When I first started doing Tae Kwon Do, I was only 6 years old and we all live in Mexico back then. The reason why I started TKD was because, every day that my mom picked me up from school, she would always get complains about my behavior. Sometimes was that I hit someone apparently for no reason or I kicked somebody because someone else started it. Either excuse worked for me to react that way. Other times, the complain was that I didn’t follow directions, or I didn’t want to share something with my peers, or I didn’t want to do my work, or I didn’t wait for turns, or that I threw myself from the tables in the classroom or I just sneak out of my room to go to the playground to play on the swings. The list of complains would go on and on so my mom decided to take me with a specialist since she saw some ADHD traits in me and she didn’t know how to handle me.

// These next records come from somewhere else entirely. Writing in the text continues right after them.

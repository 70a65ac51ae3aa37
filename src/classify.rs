//! Class family classification
//!
//! Which rewrite rules apply to a class is decided once, from its supertype
//! chain, into a closed set of families. Chains through project-local base
//! classes are followed via an index built from all parsed files.

use std::collections::{HashMap, HashSet};

use crate::kotlin::{Import, KotlinClass, KotlinFile};

/// The three class shapes with distinct rewrite rules.
#[derive(Debug, Clone, Copy, PartialEq, Eq)]
pub enum ClassFamily {
    /// Activities and dialogs: a `setContentView(R.layout...)` call owns
    /// the layout, the binding is inflated in place of it
    ContentView,
    /// Custom views: the layout is inflated into (or bound onto) the view
    /// itself
    View,
    /// Groupie list items bound through holder extension functions
    ListItem,
}

const CONTENT_VIEW_QUALIFIED: &[&str] = &[
    "android.app.Activity",
    "android.app.Dialog",
    "android.app.AlertDialog",
    "androidx.activity.ComponentActivity",
    "androidx.appcompat.app.AppCompatActivity",
    "androidx.appcompat.app.AppCompatDialog",
    "androidx.appcompat.app.AlertDialog",
    "androidx.fragment.app.FragmentActivity",
];

const CONTENT_VIEW_SIMPLE: &[&str] = &[
    "Activity",
    "ComponentActivity",
    "AppCompatActivity",
    "FragmentActivity",
    "Dialog",
    "AppCompatDialog",
    "AlertDialog",
];

const VIEW_QUALIFIED: &[&str] = &[
    "android.view.View",
    "android.view.ViewGroup",
    "android.widget.FrameLayout",
    "android.widget.LinearLayout",
    "android.widget.RelativeLayout",
    "android.widget.ScrollView",
    "androidx.cardview.widget.CardView",
    "androidx.constraintlayout.widget.ConstraintLayout",
    "androidx.core.widget.NestedScrollView",
];

const VIEW_SIMPLE: &[&str] = &[
    "View",
    "ViewGroup",
    "FrameLayout",
    "LinearLayout",
    "RelativeLayout",
    "ScrollView",
    "NestedScrollView",
    "CardView",
    "ConstraintLayout",
];

const LIST_ITEM_QUALIFIED: &[&str] = &[
    "com.xwray.groupie.kotlinandroidextensions.Item",
    "com.xwray.groupie.kotlinandroidextensions.GroupieViewHolder",
];

const LIST_ITEM_SIMPLE: &[&str] = &["Item", "GroupieViewHolder"];

const MAX_CHAIN_DEPTH: usize = 32;

/// Supertype names of every class declared in the module, keyed by simple
/// class name, with each base resolved against its file's imports.
#[derive(Debug, Default, Clone)]
pub struct ClassIndex {
    supers: HashMap<String, Vec<String>>,
}

impl ClassIndex {
    pub fn new() -> Self {
        Self::default()
    }

    pub fn add_file(&mut self, file: &KotlinFile) {
        for class in &file.classes {
            self.add_class(class, &file.imports);
        }
    }

    fn add_class(&mut self, class: &KotlinClass, imports: &[Import]) {
        if !class.name.is_empty() {
            let bases = class
                .super_entries
                .iter()
                .map(|e| resolve_base(e.base_name(), imports))
                .collect();
            self.supers.insert(class.name.clone(), bases);
        }
        if let Some(body) = &class.body {
            for member in &body.members {
                if let crate::kotlin::Member::Class(nested) = member {
                    self.add_class(nested, imports);
                }
            }
        }
    }

    fn bases_of(&self, name: &str) -> Option<&[String]> {
        self.supers.get(name).map(|v| v.as_slice())
    }
}

fn resolve_base(base: &str, imports: &[Import]) -> String {
    if base.contains('.') {
        return base.to_string();
    }
    for import in imports {
        if import.path.rsplit('.').next() == Some(base) {
            return import.path.clone();
        }
    }
    base.to_string()
}

fn family_of_base(base: &str, groupie_in_scope: bool) -> Option<ClassFamily> {
    if LIST_ITEM_QUALIFIED.contains(&base)
        || (groupie_in_scope && LIST_ITEM_SIMPLE.contains(&base))
    {
        return Some(ClassFamily::ListItem);
    }
    if CONTENT_VIEW_QUALIFIED.contains(&base) || CONTENT_VIEW_SIMPLE.contains(&base) {
        return Some(ClassFamily::ContentView);
    }
    if VIEW_QUALIFIED.contains(&base) || VIEW_SIMPLE.contains(&base) {
        return Some(ClassFamily::View);
    }
    None
}

/// Walk the supertype chain until a known family matches. Returns `None`
/// for classes outside all three families, which the rewrite skips.
pub fn classify(class: &KotlinClass, imports: &[Import], index: &ClassIndex) -> Option<ClassFamily> {
    let groupie_in_scope = imports.iter().any(|i| i.path.starts_with("com.xwray.groupie"));

    let mut queue: Vec<String> = class
        .super_entries
        .iter()
        .map(|e| resolve_base(e.base_name(), imports))
        .collect();
    let mut visited = HashSet::new();
    let mut depth = 0;

    while let Some(base) = queue.pop() {
        if depth >= MAX_CHAIN_DEPTH || !visited.insert(base.clone()) {
            continue;
        }
        depth += 1;
        if let Some(family) = family_of_base(&base, groupie_in_scope) {
            return Some(family);
        }
        let simple = base.rsplit('.').next().unwrap_or(&base);
        if let Some(parents) = index.bases_of(simple) {
            queue.extend(parents.iter().cloned());
        }
    }
    None
}

#[cfg(test)]
mod tests {
    use super::*;
    use crate::kotlin::parse_kotlin;

    fn classify_source(source: &str) -> Option<ClassFamily> {
        let file = parse_kotlin(source);
        let mut index = ClassIndex::new();
        index.add_file(&file);
        classify(&file.classes[0], &file.imports, &index)
    }

    #[test]
    fn test_activity_by_import() {
        let family = classify_source(
            "import androidx.appcompat.app.AppCompatActivity\n\
             class FooActivity : AppCompatActivity() {}\n",
        );
        assert_eq!(family, Some(ClassFamily::ContentView));
    }

    #[test]
    fn test_dialog_is_content_view() {
        let family = classify_source(
            "import android.app.Dialog\nclass HintDialog(ctx: Context) : Dialog(ctx) {}\n",
        );
        assert_eq!(family, Some(ClassFamily::ContentView));
    }

    #[test]
    fn test_custom_view() {
        let family = classify_source(
            "import android.widget.FrameLayout\n\
             class BannerView(context: Context) : FrameLayout(context) {}\n",
        );
        assert_eq!(family, Some(ClassFamily::View));
    }

    #[test]
    fn test_groupie_item_needs_groupie_import() {
        let with_import = classify_source(
            "import com.xwray.groupie.kotlinandroidextensions.Item\n\
             class HeaderItem : Item() {}\n",
        );
        assert_eq!(with_import, Some(ClassFamily::ListItem));

        let without = classify_source("class HeaderItem : Item() {}\n");
        assert_eq!(without, None);
    }

    #[test]
    fn test_chain_through_local_base() {
        let source = "import androidx.appcompat.app.AppCompatActivity\n\
             class BaseScreen : AppCompatActivity() {}\n\
             class FooActivity : BaseScreen() {}\n";
        let file = parse_kotlin(source);
        let mut index = ClassIndex::new();
        index.add_file(&file);
        let family = classify(&file.classes[1], &file.imports, &index);
        assert_eq!(family, Some(ClassFamily::ContentView));
    }

    #[test]
    fn test_unrelated_class() {
        assert_eq!(classify_source("class Presenter(val repo: Repo) {}\n"), None);
    }

    #[test]
    fn test_cycle_terminates() {
        let source = "class A : B() {}\nclass B : A() {}\n";
        let file = parse_kotlin(source);
        let mut index = ClassIndex::new();
        index.add_file(&file);
        assert_eq!(classify(&file.classes[0], &file.imports, &index), None);
    }
}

When they confirmed the diagnosis and told her that in fact, I was ADHD, she never wanted to medicate me because, besides that I was only 5, she thought that the best way to deal with that would be for me to learn how to auto control and discipline myself, since there is not cure for ADHD. So she enrolled me in TKD classes.
My personality has made a huge turn since then. My mom and teachers have a hard time believing I am the same kid I used to be 6 years ago. My parents and all my family in Mexico feel very proud about the positive change I have made and I personally feel proud of myself for getting out of trouble at school and for being able to accomplish something this big and important as my Black Belt 1st Dan.
Thanks to Master Park’s guidance, coaching, and even those "over the limit-pushing moments" that sometimes made me feel like crying, I’ll be able to wear my Black Belt.
My belt will be a great remainder of all the good is inside me and that I can accomplish anything I set up myself for.
I feel really happy about today.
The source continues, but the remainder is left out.